Title: The Best Homework Excuse Ever
Rating: PG-13
Disclaimer: I do not claim to own the Matrix trilogy, the canon characters, story or anything related. I can only wish that I did. I make no profit from this – I am merely exercising my writing skills for the reading pleasure of readers. However, I own this story. I own the character Chase, and Lady Delerith owns Ari.
Authors' Notes:
Solia: Chase and Ari are free, and this is their first day in Zion. As you would know after reading the previous chapter, the girls were freed simultaneously – in the same operation. Upon arriving in Zion they learn that no two people have ever survived such a difficult process and that the faithful people of the city are treating Chase and Ari's release from the Matrix as a sign that the One is coming.

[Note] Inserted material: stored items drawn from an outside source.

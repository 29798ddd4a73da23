use axum::Router;
use axum::routing::{delete, post};

use crate::handlers;
use crate::state::AppState;

pub(super) fn build_internal_routes() -> Router<AppState> {
    Router::new()
        .route(
            "/internal/audit/changes",
            post(handlers::capture::capture_changes_handler),
        )
        .route(
            "/internal/tenants/{tenant_id}/cache/invalidate",
            post(handlers::tenants::invalidate_tenant_handler),
        )
        .route(
            "/internal/tenants/subdomains/{subdomain}/cache/invalidate",
            post(handlers::tenants::invalidate_subdomain_handler),
        )
        .route(
            "/internal/tenants/cache",
            delete(handlers::tenants::clear_tenant_cache_handler),
        )
}
use std::sync::Arc;

use auditrail_core::{ActorIdentity, AppError, TenantId, UserId};
use auditrail_domain::{AuditActionType, AuditSeverity, Capability};
use chrono::{Duration, Utc};
use serde_json::json;
use uuid::Uuid;

use crate::audit_ports::{
    AnomalyType, DetectedAnomaly, SecurityAlert, SecurityAlertType, SecurityFindingFilter,
    SeverityCount,
};
use crate::authorization_gate::AuthorizationGate;
use crate::request_context::NoRequestContext;
use crate::test_support::{FakeSecurityFindingRepository, GrantedCapabilities, RecordingSink};

use super::SecurityFindingsService;

struct Fixture {
    service: SecurityFindingsService,
    repository: Arc<FakeSecurityFindingRepository>,
    sink: Arc<RecordingSink>,
}

fn fixture(granted: &[Capability]) -> Fixture {
    let repository = Arc::new(FakeSecurityFindingRepository::default());
    let sink = Arc::new(RecordingSink::default());
    let gate = AuthorizationGate::new(
        Arc::new(GrantedCapabilities::of(granted)),
        sink.clone(),
        Arc::new(NoRequestContext),
    );
    Fixture {
        service: SecurityFindingsService::new(repository.clone(), repository.clone(), gate),
        repository,
        sink,
    }
}

fn actor(tenant_id: Option<TenantId>) -> ActorIdentity {
    ActorIdentity::new(
        UserId::new(),
        Some("auditor@acme.test".to_owned()),
        Some("Auditor".to_owned()),
        tenant_id,
    )
}

fn alert(tenant_id: TenantId, severity: AuditSeverity, minutes_ago: i64) -> SecurityAlert {
    SecurityAlert {
        id: Uuid::new_v4(),
        created_at: Utc::now() - Duration::minutes(minutes_ago),
        tenant_id: Some(tenant_id),
        actor_id: Some(UserId::new()),
        actor_email: Some("clerk@acme.test".to_owned()),
        alert_type: SecurityAlertType::UnauthorizedAccess,
        severity,
        risk_score: 40,
        title: "Unauthorized access attempt".to_owned(),
        description: "export denied".to_owned(),
        audit_record_id: Uuid::new_v4(),
        ip_address: None,
    }
}

fn anomaly(tenant_id: TenantId, severity: AuditSeverity) -> DetectedAnomaly {
    DetectedAnomaly {
        id: Uuid::new_v4(),
        detected_at: Utc::now(),
        tenant_id: Some(tenant_id),
        actor_id: Some(UserId::new()),
        actor_email: None,
        anomaly_type: AnomalyType::MassDataExport,
        severity,
        risk_score: 70,
        description: "exported 250 records".to_owned(),
        evidence: json!({ "record_count": 250 }),
        audit_record_id: Uuid::new_v4(),
    }
}

#[tokio::test]
async fn tenant_actor_lists_only_own_alerts_newest_first() {
    let fixture = fixture(&[Capability::AuditRead]);
    let own = TenantId::new();
    let other = TenantId::new();
    {
        let mut alerts = fixture.repository.alerts.lock().await;
        alerts.push(alert(own, AuditSeverity::Warning, 30));
        alerts.push(alert(other, AuditSeverity::Critical, 5));
        alerts.push(alert(own, AuditSeverity::Critical, 1));
    }

    let page = fixture
        .service
        .list_alerts(&actor(Some(own)), SecurityFindingFilter::default(), 1, 50)
        .await
        .unwrap_or_else(|_| unreachable!());

    assert_eq!(page.total, 2);
    assert_eq!((page.page, page.page_size), (1, 50));
    assert!(page.items.iter().all(|item| item.tenant_id == Some(own)));
    assert_eq!(page.items[0].severity, AuditSeverity::Critical);
}

#[tokio::test]
async fn tenant_actor_cannot_filter_on_another_tenant() {
    let fixture = fixture(&[Capability::AuditAdmin]);
    let filter = SecurityFindingFilter {
        tenant_id: Some(TenantId::new()),
        ..SecurityFindingFilter::default()
    };

    let result = fixture
        .service
        .list_anomalies(&actor(Some(TenantId::new())), filter, 1, 10)
        .await;
    assert!(matches!(result, Err(AppError::Forbidden(_))));
}

#[tokio::test]
async fn findings_of_another_tenant_are_not_found() {
    let fixture = fixture(&[Capability::AuditRead]);
    let foreign = alert(TenantId::new(), AuditSeverity::Warning, 0);
    let foreign_id = foreign.id;
    fixture.repository.alerts.lock().await.push(foreign);

    let hidden = fixture
        .service
        .find_alert(&actor(Some(TenantId::new())), foreign_id)
        .await;
    assert!(matches!(hidden, Err(AppError::NotFound(_))));

    let visible = fixture.service.find_alert(&actor(None), foreign_id).await;
    assert!(matches!(visible, Ok(found) if found.id == foreign_id));
}

#[tokio::test]
async fn anomaly_detail_and_severity_counts() {
    let fixture = fixture(&[Capability::AuditRead]);
    let tenant_id = TenantId::new();
    let critical = anomaly(tenant_id, AuditSeverity::Critical);
    let critical_id = critical.id;
    {
        let mut anomalies = fixture.repository.anomalies.lock().await;
        anomalies.push(critical);
        anomalies.push(anomaly(tenant_id, AuditSeverity::Warning));
        anomalies.push(anomaly(tenant_id, AuditSeverity::Warning));
        anomalies.push(anomaly(TenantId::new(), AuditSeverity::Emergency));
    }
    let reader = actor(Some(tenant_id));

    let found = fixture.service.find_anomaly(&reader, critical_id).await;
    assert!(matches!(found, Ok(value) if value.anomaly_type == AnomalyType::MassDataExport));

    let counts = fixture
        .service
        .anomaly_severity_counts(&reader, SecurityFindingFilter::default())
        .await
        .unwrap_or_else(|_| unreachable!());
    assert_eq!(
        counts,
        vec![
            SeverityCount {
                severity: AuditSeverity::Warning,
                count: 2
            },
            SeverityCount {
                severity: AuditSeverity::Critical,
                count: 1
            },
        ]
    );
}

#[tokio::test]
async fn alert_managers_can_read_alerts_but_not_anomalies() {
    let fixture = fixture(&[Capability::SecurityAlertsManage]);
    let reader = actor(None);

    let alerts = fixture
        .service
        .alert_severity_counts(&reader, SecurityFindingFilter::default())
        .await;
    assert!(alerts.is_ok());
    assert!(fixture.sink.records.lock().is_empty());

    let anomalies = fixture
        .service
        .list_anomalies(&reader, SecurityFindingFilter::default(), 1, 10)
        .await;
    assert!(matches!(anomalies, Err(AppError::Forbidden(_))));

    let records = fixture.sink.records.lock();
    assert_eq!(records.len(), 1);
    assert_eq!(records[0].action(), AuditActionType::PermissionDenied);
    assert_eq!(records[0].subject_id(), Some("security.anomalies.list"));
}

Lady Delerith: Hey all, this is our new chapter, I hope you think it's good. Oh and, nomen nihil, if you read this, I hope don't expect us to forgive you for all that shit by that pitiful little apology.
Oh, a little self promotion here, my friend and I, not Solia, another friend, have been writing a story and I'd like all of you guys to read and tell me what you think of it. ?storyid1795638 Really hope you guys like it. It's a tad bit graphic Enjoy.
Solia: Yeah, what Delerith just said to nomen nihil – I second that.
THE BEST HOMEWORK EXCUSE EVER: Chapter Seven
ZION: Part one
"I can't believe they're just going to leave us here."
Chase nodded in agreement with Ari's comment. It had been two months since they had been freed from the Matrix and the reality was settling in, but now their primary rehabilitation and training was finished and they were being left in the cavernous underground city of Zion.
In the past two months she had slowly felt her body rebuilding its strength. She had monitored closely the regrowth of her dark brown hair, which, to Ari's annoyance, was growing at a pleasing rate. She was eating the tasteless gooey grey stuff that everyone else ate on hovercrafts and understanding the answers to the many questions she asked.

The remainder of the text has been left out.